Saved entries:
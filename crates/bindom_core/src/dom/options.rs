use std::collections::HashMap;

use crate::dom::NumberKind;

/// Default upper bound on elements in one parsed array.
pub const DEFAULT_MAX_ARRAY_ELEMS: usize = 1 << 20;

/// Byte order for multi-byte numbers.
#[derive(Debug, Clone, Copy, Default, PartialEq, Eq, Hash)]
pub enum Endianness {
	/// Most significant byte first.
	#[default]
	Big,
	/// Least significant byte first.
	Little,
}

impl Endianness {
	/// Lowercase label.
	pub fn as_str(self) -> &'static str {
		match self {
			Endianness::Big => "big",
			Endianness::Little => "little",
		}
	}
}

/// Codec settings passed to every parse and build call.
///
/// Endianness resolves most-specific-wins: a field's own override, then the
/// override for its number kind, then the override for the signed kind of the
/// same width (for unsigned kinds), then [`CodecOptions::endian`]. Resolution
/// happens at call time, so changing these options between two builds of the
/// same tree changes the second output.
#[derive(Debug, Clone)]
pub struct CodecOptions {
	/// Process-wide default byte order.
	pub endian: Endianness,
	/// Per-kind byte order overrides.
	pub kind_endian: HashMap<NumberKind, Endianness>,
	/// Maximum element count accepted when parsing one array.
	pub max_array_elems: usize,
}

impl Default for CodecOptions {
	fn default() -> Self {
		Self {
			endian: Endianness::Big,
			kind_endian: HashMap::new(),
			max_array_elems: DEFAULT_MAX_ARRAY_ELEMS,
		}
	}
}

impl CodecOptions {
	/// Preset with a little-endian default and no kind overrides.
	pub fn little_endian() -> Self {
		Self {
			endian: Endianness::Little,
			..Self::default()
		}
	}

	/// Return options with `kind` pinned to `endian`.
	pub fn with_kind_endian(mut self, kind: NumberKind, endian: Endianness) -> Self {
		self.kind_endian.insert(kind, endian);
		self
	}

	/// Return options accepting at most `max` elements per parsed array.
	pub fn with_max_array_elems(mut self, max: usize) -> Self {
		self.max_array_elems = max;
		self
	}

	/// Resolve the byte order for a number of `kind` carrying `field` as its own override.
	pub fn resolve(&self, kind: NumberKind, field: Option<Endianness>) -> Endianness {
		field
			.or_else(|| self.kind_endian.get(&kind).copied())
			.or_else(|| kind.signed_counterpart().and_then(|base| self.kind_endian.get(&base).copied()))
			.unwrap_or(self.endian)
	}
}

--- Requirement ---
Go through the entries. Report every line that contains the word "copied".

--- Reply ---
			.or_else(|| self.kind_endian.get(&kind).copied())
			.or_else(|| kind.signed_counterpart().and_then(|base| self.kind_endian.get(&base).copied()))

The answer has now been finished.